(Saved entries)
──────────────────────────────

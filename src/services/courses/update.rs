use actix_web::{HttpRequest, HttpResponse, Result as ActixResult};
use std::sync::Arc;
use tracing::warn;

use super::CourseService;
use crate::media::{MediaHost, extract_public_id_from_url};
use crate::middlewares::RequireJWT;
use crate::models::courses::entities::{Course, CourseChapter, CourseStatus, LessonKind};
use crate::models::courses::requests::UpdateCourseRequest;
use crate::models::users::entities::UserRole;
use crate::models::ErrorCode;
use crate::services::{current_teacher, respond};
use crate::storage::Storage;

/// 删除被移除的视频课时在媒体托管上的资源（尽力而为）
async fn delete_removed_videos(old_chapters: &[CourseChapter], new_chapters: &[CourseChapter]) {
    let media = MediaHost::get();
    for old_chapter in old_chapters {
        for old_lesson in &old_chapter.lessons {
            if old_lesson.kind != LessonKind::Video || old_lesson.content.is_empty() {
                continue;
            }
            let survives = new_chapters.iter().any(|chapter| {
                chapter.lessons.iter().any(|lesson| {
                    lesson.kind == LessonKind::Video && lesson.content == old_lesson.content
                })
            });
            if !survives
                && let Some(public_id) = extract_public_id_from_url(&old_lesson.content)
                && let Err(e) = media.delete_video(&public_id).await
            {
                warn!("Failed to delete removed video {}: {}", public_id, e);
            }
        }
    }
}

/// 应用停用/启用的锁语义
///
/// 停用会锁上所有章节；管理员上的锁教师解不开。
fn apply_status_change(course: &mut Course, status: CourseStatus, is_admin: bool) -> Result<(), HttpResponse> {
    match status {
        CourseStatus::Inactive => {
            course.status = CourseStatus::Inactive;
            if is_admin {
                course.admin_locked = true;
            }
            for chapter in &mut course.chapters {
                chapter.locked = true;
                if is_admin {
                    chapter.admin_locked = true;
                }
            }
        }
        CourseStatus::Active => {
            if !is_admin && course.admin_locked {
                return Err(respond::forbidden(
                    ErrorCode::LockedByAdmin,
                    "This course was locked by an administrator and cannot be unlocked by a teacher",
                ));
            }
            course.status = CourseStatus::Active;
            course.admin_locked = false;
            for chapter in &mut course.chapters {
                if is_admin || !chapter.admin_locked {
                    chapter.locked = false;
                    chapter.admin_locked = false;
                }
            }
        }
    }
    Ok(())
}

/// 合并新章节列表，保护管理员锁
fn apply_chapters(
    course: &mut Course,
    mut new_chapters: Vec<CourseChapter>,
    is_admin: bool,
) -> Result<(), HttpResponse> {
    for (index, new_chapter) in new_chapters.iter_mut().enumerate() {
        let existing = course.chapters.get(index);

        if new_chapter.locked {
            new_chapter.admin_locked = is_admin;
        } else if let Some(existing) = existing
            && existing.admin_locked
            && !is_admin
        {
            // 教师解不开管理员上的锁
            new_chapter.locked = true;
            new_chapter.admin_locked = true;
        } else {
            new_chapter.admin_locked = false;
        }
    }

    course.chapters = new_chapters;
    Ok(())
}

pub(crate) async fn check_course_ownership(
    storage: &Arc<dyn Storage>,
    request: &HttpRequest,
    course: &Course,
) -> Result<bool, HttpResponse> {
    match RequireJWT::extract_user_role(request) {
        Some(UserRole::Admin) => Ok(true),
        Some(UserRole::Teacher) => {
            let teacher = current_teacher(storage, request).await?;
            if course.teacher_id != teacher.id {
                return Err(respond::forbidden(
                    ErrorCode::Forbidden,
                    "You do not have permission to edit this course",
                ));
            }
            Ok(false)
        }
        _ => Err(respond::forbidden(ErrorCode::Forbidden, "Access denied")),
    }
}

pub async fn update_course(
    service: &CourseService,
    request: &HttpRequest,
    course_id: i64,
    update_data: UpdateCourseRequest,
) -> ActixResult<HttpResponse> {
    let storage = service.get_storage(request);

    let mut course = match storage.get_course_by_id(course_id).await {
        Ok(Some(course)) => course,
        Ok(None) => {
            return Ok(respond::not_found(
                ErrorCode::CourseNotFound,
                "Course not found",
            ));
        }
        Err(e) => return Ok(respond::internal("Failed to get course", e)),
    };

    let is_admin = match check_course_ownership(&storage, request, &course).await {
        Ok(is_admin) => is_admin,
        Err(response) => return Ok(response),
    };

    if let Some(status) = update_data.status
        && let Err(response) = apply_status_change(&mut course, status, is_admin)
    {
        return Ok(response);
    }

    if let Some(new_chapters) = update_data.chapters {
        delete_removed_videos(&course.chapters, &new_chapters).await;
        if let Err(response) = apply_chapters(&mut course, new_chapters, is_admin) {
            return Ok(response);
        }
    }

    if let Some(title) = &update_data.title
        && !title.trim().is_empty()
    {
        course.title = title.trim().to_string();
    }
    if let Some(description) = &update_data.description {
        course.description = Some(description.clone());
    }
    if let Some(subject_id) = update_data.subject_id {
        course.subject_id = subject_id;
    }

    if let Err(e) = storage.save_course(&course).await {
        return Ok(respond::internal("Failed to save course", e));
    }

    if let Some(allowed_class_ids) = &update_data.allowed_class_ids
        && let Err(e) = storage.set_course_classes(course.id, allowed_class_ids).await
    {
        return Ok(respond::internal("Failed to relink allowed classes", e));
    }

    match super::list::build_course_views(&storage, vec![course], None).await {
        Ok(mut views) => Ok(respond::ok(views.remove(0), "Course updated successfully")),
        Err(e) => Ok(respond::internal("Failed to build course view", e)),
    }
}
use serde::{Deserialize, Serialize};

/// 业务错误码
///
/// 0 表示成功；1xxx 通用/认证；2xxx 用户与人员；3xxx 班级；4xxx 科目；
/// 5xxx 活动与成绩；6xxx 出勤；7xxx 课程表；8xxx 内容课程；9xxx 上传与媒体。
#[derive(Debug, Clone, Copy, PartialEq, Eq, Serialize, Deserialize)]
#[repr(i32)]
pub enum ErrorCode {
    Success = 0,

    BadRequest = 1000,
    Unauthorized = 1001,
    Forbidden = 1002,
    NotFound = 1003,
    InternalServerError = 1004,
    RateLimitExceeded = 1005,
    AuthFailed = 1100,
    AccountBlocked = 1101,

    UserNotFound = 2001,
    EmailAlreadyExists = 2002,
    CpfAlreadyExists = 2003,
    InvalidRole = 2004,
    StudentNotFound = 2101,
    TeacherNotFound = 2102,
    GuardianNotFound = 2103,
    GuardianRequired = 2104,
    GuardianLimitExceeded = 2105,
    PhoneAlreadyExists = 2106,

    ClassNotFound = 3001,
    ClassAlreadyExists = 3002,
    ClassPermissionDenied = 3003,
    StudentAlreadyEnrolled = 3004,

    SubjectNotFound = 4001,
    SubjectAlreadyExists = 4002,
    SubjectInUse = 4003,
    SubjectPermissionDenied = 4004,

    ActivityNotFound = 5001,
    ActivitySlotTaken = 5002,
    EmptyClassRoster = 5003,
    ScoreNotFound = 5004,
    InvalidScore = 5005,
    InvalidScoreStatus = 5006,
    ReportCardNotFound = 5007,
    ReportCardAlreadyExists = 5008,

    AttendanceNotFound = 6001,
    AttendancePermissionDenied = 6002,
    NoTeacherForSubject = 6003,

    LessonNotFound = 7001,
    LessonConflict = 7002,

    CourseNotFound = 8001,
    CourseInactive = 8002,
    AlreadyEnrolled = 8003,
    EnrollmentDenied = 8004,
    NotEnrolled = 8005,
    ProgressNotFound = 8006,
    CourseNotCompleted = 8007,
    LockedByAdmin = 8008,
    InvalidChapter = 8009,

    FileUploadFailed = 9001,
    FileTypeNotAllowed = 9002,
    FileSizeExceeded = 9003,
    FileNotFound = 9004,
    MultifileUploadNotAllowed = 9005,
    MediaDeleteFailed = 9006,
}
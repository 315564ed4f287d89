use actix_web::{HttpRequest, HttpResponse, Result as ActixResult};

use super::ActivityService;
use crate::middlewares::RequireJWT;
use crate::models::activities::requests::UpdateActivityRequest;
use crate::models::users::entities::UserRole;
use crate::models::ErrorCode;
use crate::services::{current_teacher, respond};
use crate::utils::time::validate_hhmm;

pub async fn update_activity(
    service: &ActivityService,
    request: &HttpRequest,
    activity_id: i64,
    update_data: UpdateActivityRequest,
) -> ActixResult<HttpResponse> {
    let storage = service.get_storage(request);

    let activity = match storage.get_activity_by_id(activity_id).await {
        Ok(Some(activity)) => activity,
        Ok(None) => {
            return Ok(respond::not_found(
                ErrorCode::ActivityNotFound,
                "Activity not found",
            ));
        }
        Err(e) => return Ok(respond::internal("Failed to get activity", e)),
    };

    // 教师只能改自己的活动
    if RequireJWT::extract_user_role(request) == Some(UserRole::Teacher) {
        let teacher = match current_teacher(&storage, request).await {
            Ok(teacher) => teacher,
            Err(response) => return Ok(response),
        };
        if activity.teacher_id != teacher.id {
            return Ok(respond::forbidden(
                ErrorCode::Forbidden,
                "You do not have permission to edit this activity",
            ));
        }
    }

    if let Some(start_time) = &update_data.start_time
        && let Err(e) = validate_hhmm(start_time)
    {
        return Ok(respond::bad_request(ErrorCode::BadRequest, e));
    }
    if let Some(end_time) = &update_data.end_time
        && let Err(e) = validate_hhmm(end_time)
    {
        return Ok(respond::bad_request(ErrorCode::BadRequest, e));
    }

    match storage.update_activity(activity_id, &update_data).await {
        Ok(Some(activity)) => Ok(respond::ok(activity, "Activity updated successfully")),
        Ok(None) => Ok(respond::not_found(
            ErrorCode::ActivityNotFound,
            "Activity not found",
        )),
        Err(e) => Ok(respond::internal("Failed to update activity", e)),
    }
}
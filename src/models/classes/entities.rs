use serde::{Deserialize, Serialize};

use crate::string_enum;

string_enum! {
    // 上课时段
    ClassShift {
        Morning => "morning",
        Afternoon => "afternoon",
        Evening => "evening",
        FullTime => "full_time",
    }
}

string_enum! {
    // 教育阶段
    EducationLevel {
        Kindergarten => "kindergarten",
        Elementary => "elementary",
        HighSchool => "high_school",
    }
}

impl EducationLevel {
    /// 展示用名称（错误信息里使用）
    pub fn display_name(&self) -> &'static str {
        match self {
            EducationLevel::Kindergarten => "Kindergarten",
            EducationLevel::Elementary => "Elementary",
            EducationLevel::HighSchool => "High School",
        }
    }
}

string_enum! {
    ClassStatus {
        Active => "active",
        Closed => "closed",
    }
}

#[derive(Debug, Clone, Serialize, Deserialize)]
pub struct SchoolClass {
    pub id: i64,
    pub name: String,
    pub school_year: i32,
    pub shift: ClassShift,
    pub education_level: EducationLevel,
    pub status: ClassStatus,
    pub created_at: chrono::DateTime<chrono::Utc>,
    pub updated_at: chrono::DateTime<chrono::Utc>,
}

──────────────────────────────

→ PROMPT: Above are the records; copy exactly the lines from the line with "course, status, is_admin)" through the line with "if let Err(e)", both included.

→ ANSWER:
        && let Err(response) = apply_status_change(&mut course, status, is_admin)
    {
        return Ok(response);
    }

    if let Some(new_chapters) = update_data.chapters {
        delete_removed_videos(&course.chapters, &new_chapters).await;
        if let Err(response) = apply_chapters(&mut course, new_chapters, is_admin) {
            return Ok(response);
        }
    }

    if let Some(title) = &update_data.title
        && !title.trim().is_empty()
    {
        course.title = title.trim().to_string();
    }
    if let Some(description) = &update_data.description {
        course.description = Some(description.clone());
    }
    if let Some(subject_id) = update_data.subject_id {
        course.subject_id = subject_id;
    }

    if let Err(e) = storage.save_course(&course).await {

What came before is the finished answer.